> _AIM OF THE TASK_:
There is material below. Print exactly the lines starting at the line with "pub const DEFAULT_COMPETITIVE_ADVANTAGE: &str" and ending at the line with "const MAX_KEY_FEATURES: usize = 5;", ends included, and no others.

> _DATASET EXTRACT_:
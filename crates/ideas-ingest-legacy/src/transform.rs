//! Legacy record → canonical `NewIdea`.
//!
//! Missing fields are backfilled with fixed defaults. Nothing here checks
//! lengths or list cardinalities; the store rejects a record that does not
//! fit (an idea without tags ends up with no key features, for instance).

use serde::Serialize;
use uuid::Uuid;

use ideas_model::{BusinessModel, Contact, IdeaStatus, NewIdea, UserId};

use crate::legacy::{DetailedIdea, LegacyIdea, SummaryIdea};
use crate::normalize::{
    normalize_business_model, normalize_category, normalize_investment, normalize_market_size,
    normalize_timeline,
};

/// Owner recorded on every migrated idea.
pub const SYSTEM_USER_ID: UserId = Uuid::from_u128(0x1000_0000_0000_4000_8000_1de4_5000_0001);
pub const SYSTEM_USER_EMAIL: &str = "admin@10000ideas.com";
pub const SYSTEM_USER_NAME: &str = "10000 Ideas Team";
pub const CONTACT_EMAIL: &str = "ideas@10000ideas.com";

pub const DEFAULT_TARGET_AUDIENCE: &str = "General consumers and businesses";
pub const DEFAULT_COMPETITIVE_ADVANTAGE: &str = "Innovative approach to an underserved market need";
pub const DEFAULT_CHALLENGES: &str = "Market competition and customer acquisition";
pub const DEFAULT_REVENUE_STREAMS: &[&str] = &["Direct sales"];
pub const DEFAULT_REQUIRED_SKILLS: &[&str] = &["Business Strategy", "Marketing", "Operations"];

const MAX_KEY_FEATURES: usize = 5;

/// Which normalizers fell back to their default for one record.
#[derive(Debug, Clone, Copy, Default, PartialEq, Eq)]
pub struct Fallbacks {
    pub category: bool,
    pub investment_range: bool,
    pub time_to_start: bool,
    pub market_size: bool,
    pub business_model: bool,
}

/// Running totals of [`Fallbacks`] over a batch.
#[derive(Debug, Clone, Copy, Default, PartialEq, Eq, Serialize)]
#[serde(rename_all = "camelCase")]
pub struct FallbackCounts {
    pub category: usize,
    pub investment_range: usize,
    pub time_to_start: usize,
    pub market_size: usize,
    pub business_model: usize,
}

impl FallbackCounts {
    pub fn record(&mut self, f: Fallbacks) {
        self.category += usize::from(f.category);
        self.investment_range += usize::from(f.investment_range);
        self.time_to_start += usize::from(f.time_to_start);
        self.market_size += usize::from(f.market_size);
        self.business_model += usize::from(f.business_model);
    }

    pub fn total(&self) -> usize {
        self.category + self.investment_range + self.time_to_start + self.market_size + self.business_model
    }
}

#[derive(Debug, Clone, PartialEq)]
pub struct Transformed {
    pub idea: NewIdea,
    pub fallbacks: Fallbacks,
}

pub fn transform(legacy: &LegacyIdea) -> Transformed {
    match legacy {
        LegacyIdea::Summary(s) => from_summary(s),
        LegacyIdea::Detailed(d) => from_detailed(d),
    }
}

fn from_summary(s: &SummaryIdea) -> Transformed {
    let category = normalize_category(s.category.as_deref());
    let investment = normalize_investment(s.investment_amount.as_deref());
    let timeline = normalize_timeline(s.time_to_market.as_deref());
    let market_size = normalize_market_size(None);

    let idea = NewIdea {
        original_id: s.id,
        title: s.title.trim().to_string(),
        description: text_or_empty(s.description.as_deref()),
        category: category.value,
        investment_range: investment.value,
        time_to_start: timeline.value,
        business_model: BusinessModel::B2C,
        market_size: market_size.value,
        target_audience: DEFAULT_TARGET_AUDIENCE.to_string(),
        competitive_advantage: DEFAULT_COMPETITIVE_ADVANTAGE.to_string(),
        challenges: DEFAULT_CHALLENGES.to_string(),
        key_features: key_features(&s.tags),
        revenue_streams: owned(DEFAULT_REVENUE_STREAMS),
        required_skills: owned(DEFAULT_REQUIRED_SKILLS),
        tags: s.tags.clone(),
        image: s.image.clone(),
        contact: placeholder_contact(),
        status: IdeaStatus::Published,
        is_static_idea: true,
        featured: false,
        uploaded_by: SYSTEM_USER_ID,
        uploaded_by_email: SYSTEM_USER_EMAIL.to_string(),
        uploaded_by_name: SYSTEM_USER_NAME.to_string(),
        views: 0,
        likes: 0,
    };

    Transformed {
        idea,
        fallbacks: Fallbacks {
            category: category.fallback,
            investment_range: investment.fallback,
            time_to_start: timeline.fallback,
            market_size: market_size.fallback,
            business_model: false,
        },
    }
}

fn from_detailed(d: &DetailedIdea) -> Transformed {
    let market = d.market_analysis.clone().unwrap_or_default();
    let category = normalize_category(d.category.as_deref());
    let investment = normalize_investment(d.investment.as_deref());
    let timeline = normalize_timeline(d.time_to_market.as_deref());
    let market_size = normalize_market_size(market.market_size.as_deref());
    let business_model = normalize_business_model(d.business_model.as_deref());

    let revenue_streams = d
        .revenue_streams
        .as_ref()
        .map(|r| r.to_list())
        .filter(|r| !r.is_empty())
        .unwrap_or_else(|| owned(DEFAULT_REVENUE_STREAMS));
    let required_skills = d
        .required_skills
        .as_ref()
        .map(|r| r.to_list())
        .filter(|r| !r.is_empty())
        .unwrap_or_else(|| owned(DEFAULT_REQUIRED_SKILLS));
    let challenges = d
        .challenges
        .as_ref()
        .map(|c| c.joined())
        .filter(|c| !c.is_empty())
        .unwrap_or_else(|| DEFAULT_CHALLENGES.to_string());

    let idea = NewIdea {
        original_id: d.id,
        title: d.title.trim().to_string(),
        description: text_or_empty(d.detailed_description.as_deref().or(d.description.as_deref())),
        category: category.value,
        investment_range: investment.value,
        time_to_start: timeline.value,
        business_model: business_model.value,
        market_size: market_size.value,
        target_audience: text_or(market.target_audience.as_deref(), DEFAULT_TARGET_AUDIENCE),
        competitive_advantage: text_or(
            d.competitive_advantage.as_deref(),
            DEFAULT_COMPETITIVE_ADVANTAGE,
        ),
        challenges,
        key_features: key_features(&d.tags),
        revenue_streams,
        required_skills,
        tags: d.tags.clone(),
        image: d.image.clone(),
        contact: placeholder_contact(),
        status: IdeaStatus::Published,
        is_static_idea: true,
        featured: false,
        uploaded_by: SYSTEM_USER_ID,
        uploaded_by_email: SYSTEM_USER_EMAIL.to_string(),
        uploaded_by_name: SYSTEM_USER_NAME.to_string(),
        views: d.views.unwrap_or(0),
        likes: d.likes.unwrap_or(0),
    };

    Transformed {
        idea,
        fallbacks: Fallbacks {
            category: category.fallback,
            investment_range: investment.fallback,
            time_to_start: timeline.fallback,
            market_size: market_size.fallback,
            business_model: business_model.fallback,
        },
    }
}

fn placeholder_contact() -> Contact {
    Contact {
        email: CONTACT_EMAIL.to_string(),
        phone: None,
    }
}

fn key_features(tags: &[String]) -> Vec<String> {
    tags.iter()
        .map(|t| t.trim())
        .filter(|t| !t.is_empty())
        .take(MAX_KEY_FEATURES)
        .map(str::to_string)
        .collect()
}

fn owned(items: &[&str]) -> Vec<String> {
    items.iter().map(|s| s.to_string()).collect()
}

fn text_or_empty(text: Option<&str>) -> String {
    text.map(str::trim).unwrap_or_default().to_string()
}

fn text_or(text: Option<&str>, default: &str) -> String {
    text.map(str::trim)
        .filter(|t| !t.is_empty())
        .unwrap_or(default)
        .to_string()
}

> _FINAL ANSWER_:
pub const DEFAULT_COMPETITIVE_ADVANTAGE: &str = "Innovative approach to an underserved market need";
pub const DEFAULT_CHALLENGES: &str = "Market competition and customer acquisition";
pub const DEFAULT_REVENUE_STREAMS: &[&str] = &["Direct sales"];
pub const DEFAULT_REQUIRED_SKILLS: &[&str] = &["Business Strategy", "Marketing", "Operations"];

const MAX_KEY_FEATURES: usize = 5;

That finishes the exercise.